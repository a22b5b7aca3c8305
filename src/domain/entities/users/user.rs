//! User Entity Implementation
//!
//! 사용자 엔티티의 핵심 구현체입니다.
//! 로컬 인증과 Google OAuth 인증을 모두 지원하는 통합된 사용자 모델을 제공합니다.

use mongodb::bson::{oid::ObjectId, DateTime};
use serde::{Deserialize, Serialize};
use crate::config::AuthProvider;

/// 사용자 역할
///
/// BSON/JSON에서는 소문자 문자열("user", "admin")로 표현됩니다.
#[derive(Debug, Clone, PartialEq, Serialize, Deserialize)]
#[serde(rename_all = "lowercase")]
pub enum UserRole {
    User,
    Admin,
}

impl UserRole {
    pub fn as_str(&self) -> &'static str {
        match self {
            UserRole::User => "user",
            UserRole::Admin => "admin",
        }
    }
}

/// 사용자 엔티티
///
/// 시스템의 모든 사용자를 표현하는 핵심 도메인 엔티티입니다.
/// 로컬 인증(이메일/패스워드)과 Google OAuth 인증을 모두 지원하며,
/// 현재 세션의 리프레시 토큰과 비밀번호 재설정 토큰을 함께 보관합니다.
#[derive(Debug, Clone, Serialize, Deserialize)]
#[serde(rename_all = "camelCase")]
pub struct User {
    #[serde(rename = "_id", skip_serializing_if = "Option::is_none")]
    pub id: Option<ObjectId>,
    /// 사용자 이메일 (unique, 소문자 정규화)
    pub email: String,
    /// 해시된 비밀번호 (OAuth 사용자의 경우 None)
    #[serde(skip_serializing_if = "Option::is_none")]
    pub password: Option<String>,
    /// 사용자 이름
    pub name: String,
    /// 인증 프로바이더
    pub provider: AuthProvider,
    /// Google 계정 식별자 (Google 사용자만 보유)
    #[serde(skip_serializing_if = "Option::is_none")]
    pub google_id: Option<String>,
    /// 현재 세션의 리프레시 토큰 (로그아웃 시 제거, 사용자당 최대 1개)
    #[serde(skip_serializing_if = "Option::is_none")]
    pub refresh_token: Option<String>,
    /// 사용자 역할
    pub role: UserRole,
    /// 비밀번호 재설정 토큰 (hex 인코딩)
    #[serde(skip_serializing_if = "Option::is_none")]
    pub reset_password_token: Option<String>,
    /// 재설정 토큰 만료 시각
    #[serde(skip_serializing_if = "Option::is_none")]
    pub reset_password_token_expires: Option<DateTime>,
    /// 생성 시간
    pub created_at: DateTime,
    /// 수정 시간
    pub updated_at: DateTime,
    /// 소프트 삭제 시각 (모든 조회에서 제외됨)
    #[serde(skip_serializing_if = "Option::is_none")]
    pub deleted_at: Option<DateTime>,
}

impl User {
    /// 새 로컬 사용자 생성 (이메일/패스워드)
    pub fn new_local(email: String, name: String, password_hash: String) -> Self {
        let now = DateTime::now();

        Self {
            id: None,
            email: email.to_lowercase(),
            password: Some(password_hash),
            name,
            provider: AuthProvider::Local,
            google_id: None,
            refresh_token: None,
            role: UserRole::User,
            reset_password_token: None,
            reset_password_token_expires: None,
            created_at: now,
            updated_at: now,
            deleted_at: None,
        }
    }

    /// 새 Google OAuth 사용자 생성
    ///
    /// Google 프로필 정보로 계정을 자동 생성합니다. 비밀번호가 없으므로
    /// 로컬 로그인은 불가능하며 Google 로그인만 허용됩니다.
    pub fn new_google(email: String, name: String, google_id: String) -> Self {
        let now = DateTime::now();

        Self {
            id: None,
            email: email.to_lowercase(),
            password: None,
            name,
            provider: AuthProvider::Google,
            google_id: Some(google_id),
            refresh_token: None,
            role: UserRole::User,
            reset_password_token: None,
            reset_password_token_expires: None,
            created_at: now,
            updated_at: now,
            deleted_at: None,
        }
    }

    /// ID 문자열로 변환
    pub fn id_string(&self) -> Option<String> {
        self.id.as_ref().map(|id| id.to_hex())
    }

    /// 로컬 인증 사용자인지 확인
    pub fn is_local_auth(&self) -> bool {
        matches!(self.provider, AuthProvider::Local)
    }

    /// 비밀번호 인증이 가능한 사용자인지 확인
    pub fn can_authenticate_with_password(&self) -> bool {
        self.is_local_auth() && self.password.is_some()
    }

    /// 소프트 삭제된 사용자인지 확인
    pub fn is_deleted(&self) -> bool {
        self.deleted_at.is_some()
    }
}

#[cfg(test)]
mod tests {
    use super::*;

    #[test]
    fn test_new_local_user() {
        let user = User::new_local(
            "Alice@Example.com".to_string(),
            "Alice".to_string(),
            "$argon2id$hash".to_string(),
        );

        // 이메일은 소문자로 정규화되어야 합니다.
        assert_eq!(user.email, "alice@example.com");
        assert_eq!(user.provider, AuthProvider::Local);
        assert_eq!(user.role, UserRole::User);
        assert!(user.can_authenticate_with_password());
        assert!(user.google_id.is_none());
        assert!(user.refresh_token.is_none());
        assert!(!user.is_deleted());
    }

    #[test]
    fn test_new_google_user() {
        let user = User::new_google(
            "bob@gmail.com".to_string(),
            "Bob".to_string(),
            "google-sub-123".to_string(),
        );

        assert_eq!(user.provider, AuthProvider::Google);
        assert_eq!(user.google_id.as_deref(), Some("google-sub-123"));
        // Google 사용자는 비밀번호가 없어 로컬 로그인이 불가능합니다.
        assert!(user.password.is_none());
        assert!(!user.can_authenticate_with_password());
    }

    #[test]
    fn test_role_serialization() {
        assert_eq!(serde_json::to_string(&UserRole::Admin).unwrap(), "\"admin\"");
        let role: UserRole = serde_json::from_str("\"user\"").unwrap();
        assert_eq!(role, UserRole::User);
    }
}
════════════════
WHAT THE TASK REQUIRES:
Across the records above, how many lines contain the word "Clone"? Please give that number alone.

EXERCISE RESULT:
2